**Our apologies if you receive multiple copies of this CFP**

*CALL FOR PAPERS*
MULTIMED2022: Multimedia and Multimodal Analytics in the Medical Domain and Pervasive Environments, Special Session in the 28th International Conference on Multimedia Modeling (MMM 2022), Qui Nhon, Vietnam, April 5-8, 2022.

http://mmm2022.org/ssp.html#multimed

*IMPORTANT DATES*
- Full Paper Submissions: August 27, 2021
- Notifications: October 25, 2021
- Camera ready version: November 15, 2021

*SCOPE AND MOTIVATION*
This special session aims at presenting the most recent works and applications in the area of multimedia analysis and digital health solutions in medical domains and pervasive environments.

More specifically, multimedia research is becoming more and more important for the medical domain, where an increasing number of videos and images are integrated in the daily routine of surgical and diagnostic work.
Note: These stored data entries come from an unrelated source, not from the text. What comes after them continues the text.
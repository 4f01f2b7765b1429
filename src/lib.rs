pub mod components;
pub mod config;
pub mod content;
pub mod error;
pub mod model;
pub mod state;
pub mod util;
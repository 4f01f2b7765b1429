use rand::Rng;
use serde::{Deserialize, Serialize};

/// Horizontal range, in px, the "no" button may dodge to either side.
pub const DODGE_RANGE: f64 = 70.0;

#[derive(Clone, Copy, Debug, Default, PartialEq, Serialize, Deserialize)]
pub struct Finale {
    answered: bool,
    no_offset: f64,
}

impl Finale {
    pub fn answered(&self) -> bool {
        self.answered
    }

    pub fn no_offset(&self) -> f64 {
        self.no_offset
    }

    /// The "yes" answer; only the first one counts.
    pub fn accept(&mut self) -> bool {
        if self.answered {
            return false;
        }
        self.answered = true;
        true
    }

    /// Moves the "no" button somewhere else along the row.
    pub fn dodge<R: Rng + ?Sized>(&mut self, rng: &mut R) -> bool {
        if self.answered {
            return false;
        }
        self.no_offset = rng.gen_range(-DODGE_RANGE..DODGE_RANGE);
        true
    }
}

#[cfg(test)]
mod tests {
    use super::*;
    use rand::SeedableRng;
    use rand::rngs::StdRng;

    #[test]
    fn accept_only_once() {
        let mut f = Finale::default();
        assert!(f.accept());
        assert!(!f.accept());
        assert!(f.answered());
    }

    #[test]
    fn dodge_stays_in_range_and_stops_after_answer() {
        let mut f = Finale::default();
        let mut rng = StdRng::seed_from_u64(5);
        for _ in 0..50 {
            assert!(f.dodge(&mut rng));
            assert!(f.no_offset().abs() <= DODGE_RANGE);
        }
        f.accept();
        let offset = f.no_offset();
        assert!(!f.dodge(&mut rng));
        assert_eq!(f.no_offset(), offset);
    }
}
//! Run command implementation: the full pipeline.

use anyhow::{Context, Result};
use protogate_core::{Pipeline, PipelineError};
use std::path::Path;

use crate::OutputFormat;

/// Runs the full pipeline for the project at `path`.
pub fn run(path: &Path, format: OutputFormat, config_path: Option<&Path>) -> Result<()> {
    let (config, base) = super::load_config(path, config_path)?;

    let compiler = config.command_compiler();
    let engine = config.command_engine(&base);
    let installer = config.command_installer(&base);
    let registry = config
        .registry(&base)
        .context("invalid lint target registry")?;

    let pipeline = Pipeline::new(
        &compiler,
        &engine,
        &installer,
        config.schema_dir_in(&base),
        config.stub_trees(&base),
        registry,
    );

    tracing::info!("Running pipeline for {}", base.display());

    match pipeline.run() {
        Ok(report) => {
            super::output::print_report(&report, format)?;
            Ok(())
        }
        Err(PipelineError::Analysis { target, results }) => {
            super::output::print_results(&results, format)?;
            tracing::error!("Pipeline failed at analysis of target `{target}`");
            std::process::exit(1);
        }
        Err(e) => Err(e.into()),
    }
}
//! Import rewriting for generated stub trees.
//!
//! The schema compiler emits flat same-level imports (`import job_pb2 as
//! job__pb2`) that assume its outputs sit at a search-path root. Consumers
//! nest each tree under a sub-package, so every such reference must become
//! `from <package> import job_pb2 as job__pb2` before the tree resolves
//! from its installed location.
//!
//! The pass is purely textual, idempotent (a second application is a
//! byte-identical no-op), and total: an import form it does not recognize
//! or a reference that does not resolve inside the tree is an error, never
//! a silent skip. Package-qualified imports of foreign stubs (well-known
//! types and the like) are left untouched.

use crate::schema::StubTree;
use regex::Regex;
use std::collections::BTreeSet;
use std::path::PathBuf;
use thiserror::Error;
use tracing::{debug, info};
use walkdir::WalkDir;

/// Errors from the import-rewriting pass. All are fatal to the pipeline:
/// an inconsistently rewritten tree is worse than no tree.
#[derive(Debug, Error)]
pub enum RewriteError {
    /// IO error reading or writing a stub file.
    #[error("IO error: {0}")]
    Io(#[from] std::io::Error),

    /// Error walking the stub tree.
    #[error("failed to walk stub tree: {0}")]
    Walk(#[from] walkdir::Error),

    /// Invalid import-matching pattern.
    #[error("invalid import pattern: {0}")]
    Pattern(#[from] regex::Error),

    /// A rewritten or already-scoped reference does not resolve to a file
    /// inside the tree.
    #[error("{file}: import of `{module}` does not resolve inside the stub tree")]
    DanglingReference {
        /// Stub file holding the reference.
        file: PathBuf,
        /// Referenced module name.
        module: String,
    },

    /// A flat stub import in a form the rewriter does not understand.
    /// Signals a compiler-output contract change, surfaced rather than
    /// skipped.
    #[error("{file}:{line}: unrecognized import form `{text}`")]
    UnrecognizedImport {
        /// Stub file holding the import.
        file: PathBuf,
        /// Line number (1-indexed).
        line: usize,
        /// Offending line text.
        text: String,
    },
}

/// Per-tree rewrite statistics.
#[derive(Debug, Default, Clone, Copy, PartialEq, Eq, serde::Serialize, serde::Deserialize)]
pub struct RewriteStats {
    /// Stub files examined.
    pub files_scanned: usize,
    /// Files whose content changed.
    pub files_changed: usize,
    /// Flat imports rewritten into package-scoped form.
    pub imports_rewritten: usize,
}

/// Module name shape of a generated stub: `<unit>_pb2` or `<unit>_pb2_grpc`.
const STUB_MODULE: &str = r"[A-Za-z0-9_]+_pb2(?:_grpc)?";

/// Rewrites every flat stub import in `tree` to its package-scoped form.
///
/// Files are only written when their content changed, so re-running on an
/// already-rewritten tree leaves every file byte-identical. Files outside
/// `tree.dest` are never touched.
///
/// # Errors
///
/// Returns a [`RewriteError`] on IO failure, on an unrecognized flat
/// import form, or on a reference that does not resolve inside the tree.
pub fn rewrite_tree(tree: &StubTree) -> Result<RewriteStats, RewriteError> {
    let flat = Regex::new(&format!(
        r"^import ({STUB_MODULE})((?: as [A-Za-z0-9_.]+)?)\s*$"
    ))?;
    let scoped = Regex::new(&format!(
        r"^from {} import ({STUB_MODULE})(?: as [A-Za-z0-9_.]+)?\s*$",
        regex::escape(&tree.package)
    ))?;

    let files = stub_files(tree)?;
    let modules: BTreeSet<String> = files
        .iter()
        .filter_map(|p| p.file_stem().and_then(|s| s.to_str()))
        .map(String::from)
        .collect();

    let mut stats = RewriteStats::default();

    for path in &files {
        stats.files_scanned += 1;
        let content = std::fs::read_to_string(path)?;
        let mut out = String::with_capacity(content.len());
        let mut changed = false;

        for (idx, raw) in content.split_inclusive('\n').enumerate() {
            let (line, terminator) = if let Some(stripped) = raw.strip_suffix("\r\n") {
                (stripped, "\r\n")
            } else if let Some(stripped) = raw.strip_suffix('\n') {
                (stripped, "\n")
            } else {
                (raw, "")
            };

            if let Some(caps) = flat.captures(line) {
                let module = &caps[1];
                if !modules.contains(module) {
                    return Err(RewriteError::DanglingReference {
                        file: path.clone(),
                        module: module.to_string(),
                    });
                }
                out.push_str(&format!(
                    "from {} import {}{}{}",
                    tree.package, module, &caps[2], terminator
                ));
                stats.imports_rewritten += 1;
                changed = true;
                continue;
            }

            if let Some(caps) = scoped.captures(line) {
                // Already rewritten on a previous run; keep, but the
                // reference must still resolve in-tree.
                let module = &caps[1];
                if !modules.contains(module) {
                    return Err(RewriteError::DanglingReference {
                        file: path.clone(),
                        module: module.to_string(),
                    });
                }
            } else if line.trim_start().starts_with("import ") && line.contains("_pb2") {
                // A flat stub import we cannot map: compiler contract change.
                return Err(RewriteError::UnrecognizedImport {
                    file: path.clone(),
                    line: idx + 1,
                    text: line.to_string(),
                });
            }

            out.push_str(raw);
        }

        if changed {
            std::fs::write(path, &out)?;
            stats.files_changed += 1;
            debug!("Rewrote imports in {}", path.display());
        }
    }

    info!(
        "Rewrote {} import(s) in {}/{} file(s) under {} (package {})",
        stats.imports_rewritten,
        stats.files_changed,
        stats.files_scanned,
        tree.dest.display(),
        tree.package
    );
    Ok(stats)
}

/// Collects the tree's stub files, sorted for deterministic processing.
fn stub_files(tree: &StubTree) -> Result<Vec<PathBuf>, RewriteError> {
    let mut files = Vec::new();
    for entry in WalkDir::new(&tree.dest).sort_by_file_name() {
        let entry = entry?;
        if entry.file_type().is_file()
            && entry.path().extension().and_then(|e| e.to_str()) == Some("py")
        {
            files.push(entry.path().to_path_buf());
        }
    }
    Ok(files)
}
This includes management and inspection of the data, visual analytics, as well as learning relevant semantics and using recognition results for optimizing surgical and diagnostic processes. More precisely, in the field of medical endoscopy more and more surgeons go over to record and store videos of their endoscopic procedures, such as surgeries and examinations, in long-term video archives. The recorded endoscopic videos are used later (i) as a valuable source of information for follow-up procedures, (ii) to give information about the procedure to the patients, and (iii) to train young surgeons and teach new operation techniques. Sometimes these videos are also used for manual inspection and assessment of the technical skills of surgeons, with the ultimate goal of improving surgery quality over time. However, although some surgeons record the entire procedure as video, for example in the Netherlands where it is enforced by law, many surgeons frequently record only the most important video segments. One way to support surgeons in accessing endoscopic video archives in a content-based way, i.e. in searching for a specific frame in an endoscopic video, is to automatically segment the video, remove irrelevant content, extract diverse keyframes, and provide an interactive browsing tool, e.g. with hierarchical refinement.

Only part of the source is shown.